Beijing Origus Food & Beverage Ltd., doing business as Origus Pizza Buffet (好伦哥批萨自取 (好倫哥批薩自取, Hǎolúngē Pīsà Zìqǔ)) or Origus (好伦哥 (好倫哥, Hǎolúngē)), is a Chinese Western-style buffet chain. It is headquartered in Chaoyang District, Beijing.

==History==
It was founded in 1998, by Mu Ji. Foreign investment was used to start the company.

As of February 2007 the company had locations in Beijing, Shanghai, Shenzhen, Hangzhou, and Jinzhou. That month the company opened its first restaurant in Lanzhou.

By March 2007 prices at Origus per person had been raised from 39 yuan to 39.99 yuan. Around that time some customers in Beijing reported getting only one fen (one hundredth of a yuan) in change.
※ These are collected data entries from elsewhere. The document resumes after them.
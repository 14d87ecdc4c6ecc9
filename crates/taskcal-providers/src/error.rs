//! Provider error taxonomy.
//!
//! One error type covers the consent flow, the token exchange service and the
//! remote task and calendar APIs; [`ProviderErrorCode`] decides how callers
//! recover.

use std::fmt;
use thiserror::Error;

/// The category of a provider error.
///
/// Classification drives the recovery policy: transient codes are left to the
/// next batch or the next sync pass, reconnect codes drop the stored
/// connection, and `NotFound` triggers collection self-healing.
#[derive(Debug, Clone, Copy, PartialEq, Eq, Hash)]
pub enum ProviderErrorCode {
    /// The request never got a response (connect, DNS, timeout).
    NetworkError,
    /// The access token was rejected; refresh once and retry.
    AuthExpired,
    /// The refresh token is invalid or expired; the user must reconnect.
    SessionExpired,
    /// Authentication failed for another reason (bad client, denied consent).
    AuthenticationFailed,
    /// The user closed the consent window without finishing.
    UserCancelled,
    /// The trusted exchange/refresh service could not be reached.
    ExchangeServiceUnavailable,
    /// No stored connection for the provider.
    NoConnection,
    /// No auth provider configured for the requested key.
    ProviderNotConfigured,
    /// The access token expired and no refresh token was stored.
    RefreshTokenMissing,
    /// The provider throttled the client (429 or a quota 403).
    RateLimited,
    /// The provider answered 5xx.
    ServerError,
    /// A response body could not be decoded.
    InvalidResponse,
    /// Resource not found (404); for collections this means a stale reference.
    NotFound,
    /// Any other rejected request.
    BadRequest,
    /// A payload failed validation; the item is skipped.
    ValidationError,
    /// A provider or exchange configuration value is unusable.
    ConfigurationError,
    /// Reading or writing persisted state failed.
    StorageError,
    /// Synchronization is not implemented for this provider.
    NotImplemented,
    /// Broken invariant inside this crate.
    InternalError,
}

impl ProviderErrorCode {
    /// Returns true if this error is transient and the operation may be retried.
    pub fn is_retryable(&self) -> bool {
        matches!(
            self,
            Self::NetworkError | Self::RateLimited | Self::ServerError
        )
    }

    /// Returns true if the user has to run the authorization flow again.
    pub fn requires_reconnect(&self) -> bool {
        matches!(
            self,
            Self::SessionExpired
                | Self::NoConnection
                | Self::RefreshTokenMissing
                | Self::AuthenticationFailed
        )
    }

    /// Returns a stable snake-case name for this error code.
    pub fn as_str(&self) -> &'static str {
        match self {
            Self::NetworkError => "network_error",
            Self::AuthExpired => "auth_expired",
            Self::SessionExpired => "session_expired",
            Self::AuthenticationFailed => "authentication_failed",
            Self::UserCancelled => "user_cancelled",
            Self::ExchangeServiceUnavailable => "exchange_service_unavailable",
            Self::NoConnection => "no_connection",
            Self::ProviderNotConfigured => "provider_not_configured",
            Self::RefreshTokenMissing => "refresh_token_missing",
            Self::RateLimited => "rate_limited",
            Self::ServerError => "server_error",
            Self::InvalidResponse => "invalid_response",
            Self::NotFound => "not_found",
            Self::BadRequest => "bad_request",
            Self::ValidationError => "validation_error",
            Self::ConfigurationError => "configuration_error",
            Self::StorageError => "storage_error",
            Self::NotImplemented => "not_implemented",
            Self::InternalError => "internal_error",
        }
    }
}

impl fmt::Display for ProviderErrorCode {
    fn fmt(&self, f: &mut fmt::Formatter<'_>) -> fmt::Result {
        write!(f, "{}", self.as_str())
    }
}

/// Error raised anywhere between the consent flow and a remote write.
#[derive(Debug, Error)]
pub struct ProviderError {
    /// Category, drives the recovery policy.
    code: ProviderErrorCode,
    /// Human-readable detail.
    message: String,
    /// Provider key (`google`, `microsoft`, `todoist`), when known.
    provider: Option<String>,
    /// Underlying cause.
    #[source]
    source: Option<Box<dyn std::error::Error + Send + Sync>>,
}

impl ProviderError {
    /// Creates an error with `code`.
    pub fn new(code: ProviderErrorCode, message: impl Into<String>) -> Self {
        Self {
            code,
            message: message.into(),
            provider: None,
            source: None,
        }
    }

    /// Creates a network error.
    pub fn network(message: impl Into<String>) -> Self {
        Self::new(ProviderErrorCode::NetworkError, message)
    }

    /// Creates an expired-access-token error.
    pub fn auth_expired(message: impl Into<String>) -> Self {
        Self::new(ProviderErrorCode::AuthExpired, message)
    }

    /// Creates a session-expired error (reconnect required).
    pub fn session_expired(message: impl Into<String>) -> Self {
        Self::new(ProviderErrorCode::SessionExpired, message)
    }

    /// Creates an authentication error.
    pub fn authentication(message: impl Into<String>) -> Self {
        Self::new(ProviderErrorCode::AuthenticationFailed, message)
    }

    /// Creates a user-cancelled error.
    pub fn user_cancelled(message: impl Into<String>) -> Self {
        Self::new(ProviderErrorCode::UserCancelled, message)
    }

    /// Creates an exchange-service-unavailable error.
    pub fn exchange_unavailable(message: impl Into<String>) -> Self {
        Self::new(ProviderErrorCode::ExchangeServiceUnavailable, message)
    }

    /// Creates a no-connection error.
    pub fn no_connection(message: impl Into<String>) -> Self {
        Self::new(ProviderErrorCode::NoConnection, message)
    }

    /// Creates a provider-not-configured error.
    pub fn not_configured(message: impl Into<String>) -> Self {
        Self::new(ProviderErrorCode::ProviderNotConfigured, message)
    }

    /// Creates a refresh-token-missing error.
    pub fn refresh_token_missing(message: impl Into<String>) -> Self {
        Self::new(ProviderErrorCode::RefreshTokenMissing, message)
    }

    /// Creates a rate limit error.
    pub fn rate_limited(message: impl Into<String>) -> Self {
        Self::new(ProviderErrorCode::RateLimited, message)
    }

    /// Creates a server error.
    pub fn server(message: impl Into<String>) -> Self {
        Self::new(ProviderErrorCode::ServerError, message)
    }

    /// Creates an invalid response error.
    pub fn invalid_response(message: impl Into<String>) -> Self {
        Self::new(ProviderErrorCode::InvalidResponse, message)
    }

    /// Creates a not found error.
    pub fn not_found(message: impl Into<String>) -> Self {
        Self::new(ProviderErrorCode::NotFound, message)
    }

    /// Creates a bad request error.
    pub fn bad_request(message: impl Into<String>) -> Self {
        Self::new(ProviderErrorCode::BadRequest, message)
    }

    /// Creates a validation error.
    pub fn validation(message: impl Into<String>) -> Self {
        Self::new(ProviderErrorCode::ValidationError, message)
    }

    /// Creates a configuration error.
    pub fn configuration(message: impl Into<String>) -> Self {
        Self::new(ProviderErrorCode::ConfigurationError, message)
    }

    /// Creates a storage error.
    pub fn storage(message: impl Into<String>) -> Self {
        Self::new(ProviderErrorCode::StorageError, message)
    }

    /// Creates a not-implemented error.
    pub fn not_implemented(message: impl Into<String>) -> Self {
        Self::new(ProviderErrorCode::NotImplemented, message)
    }

    /// Creates an internal error.
    pub fn internal(message: impl Into<String>) -> Self {
        Self::new(ProviderErrorCode::InternalError, message)
    }

    /// Tags the error with a provider key.
    pub fn with_provider(mut self, provider: impl Into<String>) -> Self {
        self.provider = Some(provider.into());
        self
    }

    /// Attaches the underlying cause.
    pub fn with_source<E>(mut self, source: E) -> Self
    where
        E: std::error::Error + Send + Sync + 'static,
    {
        self.source = Some(Box::new(source));
        self
    }

    /// Returns the error code.
    pub fn code(&self) -> ProviderErrorCode {
        self.code
    }

    /// Returns the error message.
    pub fn message(&self) -> &str {
        &self.message
    }

    /// Returns the provider name, if set.
    pub fn provider(&self) -> Option<&str> {
        self.provider.as_deref()
    }

    /// Returns true if this error is transient and may be retried.
    pub fn is_retryable(&self) -> bool {
        self.code.is_retryable()
    }

    /// Returns true if the user must reconnect the provider.
    pub fn requires_reconnect(&self) -> bool {
        self.code.requires_reconnect()
    }

    /// Returns true for a 404 on a remote resource.
    pub fn is_not_found(&self) -> bool {
        self.code == ProviderErrorCode::NotFound
    }
}

impl fmt::Display for ProviderError {
    fn fmt(&self, f: &mut fmt::Formatter<'_>) -> fmt::Result {
        if let Some(ref provider) = self.provider {
            write!(f, "[{}] ", provider)?;
        }
        write!(f, "{}: {}", self.code, self.message)
    }
}

impl From<taskcal_core::StoreError> for ProviderError {
    fn from(err: taskcal_core::StoreError) -> Self {
        ProviderError::storage(err.to_string()).with_source(err)
    }
}

/// Result type for provider operations.
pub type ProviderResult<T> = Result<T, ProviderError>;

#[cfg(test)]
mod tests {
    use super::*;

    #[test]
    fn error_code_retryable() {
        assert!(ProviderErrorCode::NetworkError.is_retryable());
        assert!(ProviderErrorCode::RateLimited.is_retryable());
        assert!(ProviderErrorCode::ServerError.is_retryable());
        assert!(!ProviderErrorCode::SessionExpired.is_retryable());
        assert!(!ProviderErrorCode::NotFound.is_retryable());
    }

    #[test]
    fn reconnect_classification() {
        assert!(ProviderErrorCode::SessionExpired.requires_reconnect());
        assert!(ProviderErrorCode::RefreshTokenMissing.requires_reconnect());
        assert!(!ProviderErrorCode::ExchangeServiceUnavailable.requires_reconnect());
        assert!(!ProviderErrorCode::NetworkError.requires_reconnect());
    }

    #[test]
    fn error_code_display() {
        assert_eq!(
            ProviderErrorCode::ExchangeServiceUnavailable.as_str(),
            "exchange_service_unavailable"
        );
        assert_eq!(ProviderErrorCode::UserCancelled.to_string(), "user_cancelled");
    }

    #[test]
    fn provider_error_with_provider() {
        let err = ProviderError::network("connection timeout").with_provider("google");
        assert_eq!(err.code(), ProviderErrorCode::NetworkError);
        assert_eq!(err.provider(), Some("google"));
        assert!(err.is_retryable());
    }

    #[test]
    fn provider_error_display() {
        let err = ProviderError::session_expired("invalid_grant").with_provider("google");
        let display = format!("{}", err);
        assert_eq!(display, "[google] session_expired: invalid_grant");
    }

    #[test]
    fn provider_error_with_source() {
        use std::error::Error;
        let io_err = std::io::Error::other("disk full");
        let err = ProviderError::storage("failed to persist tokens").with_source(io_err);
        assert!(err.source().is_some());
    }
}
As of 2014 it had over 100 restaurants; they were located in larger cities. That year, MUS Roosevelt Capital Partners invested an undisclosed amount into Origus.

==Corporate affairs==
It is headquartered in the Shang Office Building (金尚丽办公大楼) in Chaoyang District, Beijing.

It was previously in a building on Beiyuan Road, and on another occasion in Wangjiao Plaza in Wangjing Subdistrict of Chaoyang District.